Leider waren die ehrenwerten Anstrengungen der kleinen, schwarzen Chihuahuadame jedoch nicht geeignet, wirklich die Last von Taddls Schultern zu nehmen und Simon aus dem Gefängnis zu holen, auch wenn es den blauhaarigen Musiker schon ein wenig gefreut hatte, wie anhänglich und verschmust die Hündin gerade gewesen war, als er ihren Napf aufgefüllt hatte. Manchmal schien es, als würde sie genau wissen, wann es ihm nicht gut ging und er ein wenig emotionale Unterstützung in Form eines kleinen, außerordentlich niedlichen Hündchens benötigte, das man hochnehmen und kuscheln konnte und das einem dann mit seiner rauen und nicht gerade wohlriechenden Zunge über Mund und Nase schlabberte.
Taddl fühlte sich ausgelaugt. Er war die ganze Nacht wach gewesen, denn die gestrigen Ereignisse und vor allem die Sorge um seinen Freund hatten ihn emotional derart mitgenommen, dass an Schlaf nicht zu denken gewesen war. Babybrain hatte die belastenden Empfindungen in den Beat für einen neuen Song fließen lassen, der nach acht Stunden Arbeit inzwischen eine ziemlich greifbare Form angenommen hatte. Das Grundthema war im Prinzip Hilf- und Machtlosigkeit und der Klangteppich, den babybrain erschaffen hatte, vermittelte in Taddls Augen bereits sehr deutlich, was er in der vergangenen Nacht empfunden hatte: das Gefühl von schmerzlichem Mitleid und den dringenden, aber traurigerweise unerfüllbaren Wunsch zu helfen. Auch textlich waren schon ein paar vielversprechende Ideen und sogar ein wirklich guter, fertig ausgearbeiteter Vierer notiert.

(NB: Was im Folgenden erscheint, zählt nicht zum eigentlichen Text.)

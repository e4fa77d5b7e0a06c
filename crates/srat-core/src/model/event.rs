// ── Typed event payloads ──
//
// Raw `(event_type, Value)` pairs from the dispatcher are decoded into a
// `SratEvent` before the coordinator merges them. The variant is chosen by
// JSON shape alone (array for `volumes`/`shares`, object for `heartbeat`);
// field types inside never make a payload malformed. A payload of the wrong
// shape becomes `Malformed` rather than an error: the merge rule decides
// what a malformed payload means for the snapshot.

use serde::Deserialize;
use serde::de::DeserializeOwned;
use serde_json::{Map, Value};
use strum::{AsRefStr, Display, EnumIter, EnumString};
use tracing::debug;

use super::health::{DiskHealth, SambaProcessStatus, SambaStatus, ServerStatus};
use super::share::ShareResource;
use super::{array_elements, object_entries};
use super::volume::Disk;

/// Event types the state coordinator consumes.
#[derive(Debug, Clone, Copy, PartialEq, Eq, Hash, Display, EnumString, AsRefStr, EnumIter)]
#[strum(serialize_all = "snake_case")]
pub enum EventKind {
    Volumes,
    Heartbeat,
    Shares,
}

/// Sections of a `heartbeat` object, each decoded independently.
#[derive(Debug, Clone, Default, PartialEq)]
pub struct Heartbeat {
    pub samba_status: Option<SambaStatus>,
    /// From the `samba_process_status` key.
    pub process_status: Option<SambaProcessStatus>,
    pub disk_health: Option<DiskHealth>,
    pub server: Option<ServerStatus>,
}

impl Heartbeat {
    pub fn from_object(object: &Map<String, Value>) -> Self {
        Self {
            samba_status: section(object, "samba_status"),
            process_status: process_section(object),
            disk_health: section(object, "disk_health"),
            server: server_section(object),
        }
    }
}

/// A decoded event payload.
#[derive(Debug, Clone, PartialEq)]
pub enum SratEvent {
    Volumes(Vec<Disk>),
    Heartbeat(Box<Heartbeat>),
    Shares(Vec<ShareResource>),
    /// Payload did not have the shape its event type requires.
    Malformed { kind: EventKind, reason: String },
}

impl SratEvent {
    /// Decode a payload. `None` for event types the coordinator ignores.
    pub fn decode(event_type: &str, payload: &Value) -> Option<Self> {
        let kind = event_type.parse::<EventKind>().ok()?;
        Some(Self::decode_kind(kind, payload))
    }

    pub fn decode_kind(kind: EventKind, payload: &Value) -> Self {
        let decoded = match kind {
            EventKind::Volumes => list(payload).map(Self::Volumes),
            EventKind::Shares => list(payload).map(Self::Shares),
            EventKind::Heartbeat => payload
                .as_object()
                .map(|object| Self::Heartbeat(Box::new(Heartbeat::from_object(object))))
                .ok_or_else(|| format!("expected object, got {}", json_type(payload))),
        };
        decoded.unwrap_or_else(|reason| Self::Malformed { kind, reason })
    }

    pub fn kind(&self) -> EventKind {
        match self {
            Self::Volumes(_) => EventKind::Volumes,
            Self::Heartbeat(_) => EventKind::Heartbeat,
            Self::Shares(_) => EventKind::Shares,
            Self::Malformed { kind, .. } => *kind,
        }
    }
}

/// Array payloads always decode. An element that is not an object is
/// skipped.
fn list<T: DeserializeOwned>(payload: &Value) -> Result<Vec<T>, String> {
    payload
        .as_array()
        .map(|items| array_elements(items))
        .ok_or_else(|| format!("expected array, got {}", json_type(payload)))
}

/// Process entries that do not decode are skipped; the rest are kept.
fn process_section(object: &Map<String, Value>) -> Option<SambaProcessStatus> {
    let value = object.get("samba_process_status")?;
    let Some(entries) = value.as_object() else {
        if !value.is_null() {
            debug!(found = json_type(value), "samba_process_status is not an object");
        }
        return None;
    };
    Some(object_entries(entries))
}

fn section<T: DeserializeOwned>(object: &Map<String, Value>, key: &str) -> Option<T> {
    let value = object.get(key)?;
    if !value.is_object() {
        if !value.is_null() {
            debug!(section = key, found = json_type(value), "heartbeat section is not an object");
        }
        return None;
    }
    T::deserialize(value)
        .inspect_err(|e| debug!(section = key, error = %e, "ill-shaped heartbeat section"))
        .ok()
}

fn server_section(object: &Map<String, Value>) -> Option<ServerStatus> {
    let fields: Map<String, Value> = ServerStatus::KEYS
        .iter()
        .filter_map(|&key| object.get(key).map(|v| (key.to_owned(), v.clone())))
        .collect();

    if fields.is_empty() {
        return None;
    }

    ServerStatus::deserialize(&Value::Object(fields))
        .inspect_err(|e| debug!(error = %e, "ill-shaped server liveness fields"))
        .ok()
}

fn json_type(value: &Value) -> &'static str {
    match value {
        Value::Null => "null",
        Value::Bool(_) => "boolean",
        Value::Number(_) => "number",
        Value::String(_) => "string",
        Value::Array(_) => "array",
        Value::Object(_) => "object",
    }
}
// Shared transport configuration for the event-stream connections.
//
// Both transports attach the same authentication header and honour the
// same connect timeout. The SSE transport builds its reqwest::Client here;
// the WebSocket transport builds its upgrade request here.

use std::time::Duration;

use reqwest::header::{HeaderMap, HeaderName, HeaderValue};
use tokio_tungstenite::tungstenite::{self, ClientRequestBuilder};
use url::Url;

use crate::error::Error;

/// Header the SRAT backend's Home Assistant middleware authenticates on.
pub const AUTH_HEADER: &str = "X-Remote-User-Id";

/// Default value sent in [`AUTH_HEADER`].
pub const DEFAULT_USER_ID: &str = "homeassistant";

/// Handshake settings shared by both transports.
#[derive(Debug, Clone)]
pub struct TransportConfig {
    /// Value for the `X-Remote-User-Id` header.
    pub user_id: String,
    /// Bound on establishing the connection (TCP + HTTP/upgrade handshake).
    pub connect_timeout: Duration,
}

impl Default for TransportConfig {
    fn default() -> Self {
        Self {
            user_id: DEFAULT_USER_ID.into(),
            connect_timeout: Duration::from_secs(30),
        }
    }
}

impl TransportConfig {
    /// Build a `reqwest::Client` for the SSE endpoint.
    ///
    /// No overall request timeout: the response body is an endless stream.
    /// Reads are bounded by the stream loop's idle timeout instead.
    pub fn build_http_client(&self) -> Result<reqwest::Client, Error> {
        let mut headers = HeaderMap::new();
        headers.insert(
            HeaderName::from_static("x-remote-user-id"),
            HeaderValue::from_str(&self.user_id)
                .map_err(|e| Error::ClientBuild(format!("invalid user id header: {e}")))?,
        );

        reqwest::Client::builder()
            .connect_timeout(self.connect_timeout)
            .user_agent(concat!("srat-api/", env!("CARGO_PKG_VERSION")))
            .default_headers(headers)
            .build()
            .map_err(|e| Error::ClientBuild(e.to_string()))
    }

    /// Build the WebSocket upgrade request with the auth header attached.
    pub fn websocket_request(&self, url: &Url) -> Result<ClientRequestBuilder, Error> {
        let uri: tungstenite::http::Uri = url
            .as_str()
            .parse()
            .map_err(|e: tungstenite::http::uri::InvalidUri| Error::WebSocketConnect(e.to_string()))?;

        Ok(ClientRequestBuilder::new(uri).with_header(AUTH_HEADER, self.user_id.clone()))
    }
}
use thiserror::Error;

/// Top-level error type for the `srat-api` crate.
///
/// None of these escape the reconnect loop. Transient ones are logged there
/// and turned into a retry; the rest end the loop in a terminal
/// `ConnectionState`. They surface to callers as values only from setup
/// paths (URL building, HTTP client construction).
#[derive(Debug, Error)]
pub enum Error {
    // ── Transport ───────────────────────────────────────────────────
    /// HTTP transport error (connection refused, DNS failure, etc.)
    #[error("HTTP transport error: {0}")]
    Transport(#[from] reqwest::Error),

    /// URL parsing error.
    #[error("Invalid URL: {0}")]
    InvalidUrl(#[from] url::ParseError),

    /// Connect or read timed out.
    #[error("Timed out after {timeout_secs}s while {during}")]
    Timeout {
        timeout_secs: u64,
        during: &'static str,
    },

    /// Building the HTTP client failed.
    #[error("Failed to build HTTP client: {0}")]
    ClientBuild(String),

    // ── Event stream ────────────────────────────────────────────────
    /// The endpoint answered the SSE request or WebSocket upgrade with a
    /// non-success status.
    #[error("Event stream rejected (HTTP {status}): {message}")]
    StreamRejected { status: u16, message: String },

    /// SSE stream broke mid-read.
    #[error("Event stream read failed: {0}")]
    StreamRead(String),

    // ── WebSocket ───────────────────────────────────────────────────
    /// WebSocket connection failed.
    #[error("WebSocket connection failed: {0}")]
    WebSocketConnect(String),

    /// WebSocket closed unexpectedly.
    #[error("WebSocket closed (code {code}): {reason}")]
    WebSocketClosed { code: u16, reason: String },
}

impl Error {
    /// Returns `true` if this is a transient error worth retrying.
    pub fn is_transient(&self) -> bool {
        match self {
            Self::Transport(e) => {
                e.is_timeout() || e.is_connect() || e.is_request() || e.is_body() || e.is_decode()
            }
            Self::Timeout { .. }
            | Self::StreamRead(_)
            | Self::WebSocketConnect(_)
            | Self::WebSocketClosed { .. } => true,
            Self::StreamRejected { status, .. } => *status >= 500,
            Self::InvalidUrl(_) | Self::ClientBuild(_) => false,
        }
    }
}

#[cfg(test)]
mod tests {
    use super::*;

    #[test]
    fn timeouts_and_socket_failures_are_transient() {
        assert!(
            Error::Timeout {
                timeout_secs: 30,
                during: "connecting"
            }
            .is_transient()
        );
        assert!(Error::WebSocketConnect("refused".into()).is_transient());
        assert!(Error::StreamRead("reset".into()).is_transient());
    }

    #[test]
    fn client_errors_are_not_transient() {
        let rejected = Error::StreamRejected {
            status: 401,
            message: "missing X-Remote-User-Id".into(),
        };
        assert!(!rejected.is_transient());
        assert!(!Error::ClientBuild("bad tls".into()).is_transient());

        let unavailable = Error::StreamRejected {
            status: 503,
            message: String::new(),
        };
        assert!(unavailable.is_transient());
    }
}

Nicht nur einmal hatte sich Taddl in diesen nächtlichen Stunden bei dem Gedanken ertappt, wie schön es doch wäre, Simon neben sich sitzen zu haben und ihn in seiner hohen Stimmlage einige Zeilen einsingen zu lassen, wie er das bei dreifaches_x und black_sheep bereits mit wundervollen Ergebnissen getan hatte. Nicht nur, weil er dann aus dem Gefängnis heraus wäre; Wavvyboi harmonierte einfach von Natur aus perfekt mit babybrain.
Es mochte vielleicht auf den ersten Blick ein wenig schizophren wirken, wenn Taddl sagte, dass nicht er, sondern TJ_babybrain den neuen Beat produziert hatte, aber genau wie TJ_beastboy war dies nur ein Name, den der Musiker einer Seite seiner Persönlichkeit gegeben hatte. Babybrain war der emotionale, melancholische Teil seiner selbst, der zum Vorschein trat, wenn er seinen tieferen Gefühlen, Ängsten und Kümmernissen Ausdruck verlieh. Der Beastyboy dagegen war die flexende Verkörperung der selbstüberzeugten, humorvollen und vor Energie überschäumenden Mentalität, in die er automatisch verfiel, wenn er euphorische Raptexte schrieb oder performte.
Diese beiden Facetten seiner Persönlichkeit waren die wichtigsten Orte, an denen Taddls musikalisches Schaffen seinen Ursprung hatte, und indem er die besagte Einteilung unternommen und die beiden Charaktere benannt hatte, hatte er sich selbst einen Rahmen geschaffen, innerhalb dessen seine Kunst stattfinden konnte. Sowohl babybrain als auch Beastboy waren natürlich ein wenig übertrieben dargestellt, jedoch waren sie keineswegs reine Kunstfiguren, für die Taddl sich verstellen und in eine Rolle schlüpfen musste, sondern er konnte sich einfach in die jeweilige Stimmung fallen lassen und aus dieser heraus kreativ werden.
Die wenigsten Menschen analysierten ihren Charakter so genau wie Taddl und gaben ihren unterschiedlichen Denk- und Verhaltensmustern auch noch eigene Namen, aber im Prinzip besaß ein jeder eine Vielfalt an Wesenszügen, die je nach Situation und Umgebung ans Tageslicht kamen oder eben auch nicht, was nichts mit Unaufrichtigkeit oder Schauspielerei zu tun hatte. Automatisch verhielt man sich ja ein wenig anders, wenn man beispielsweise mit seinen besten Freunden auf einer wilden Party war, als wenn man sonntags mit seinen Eltern am Frühstückstisch saß oder einem Vorgesetzten einen Misserfolg zu erklären hatte.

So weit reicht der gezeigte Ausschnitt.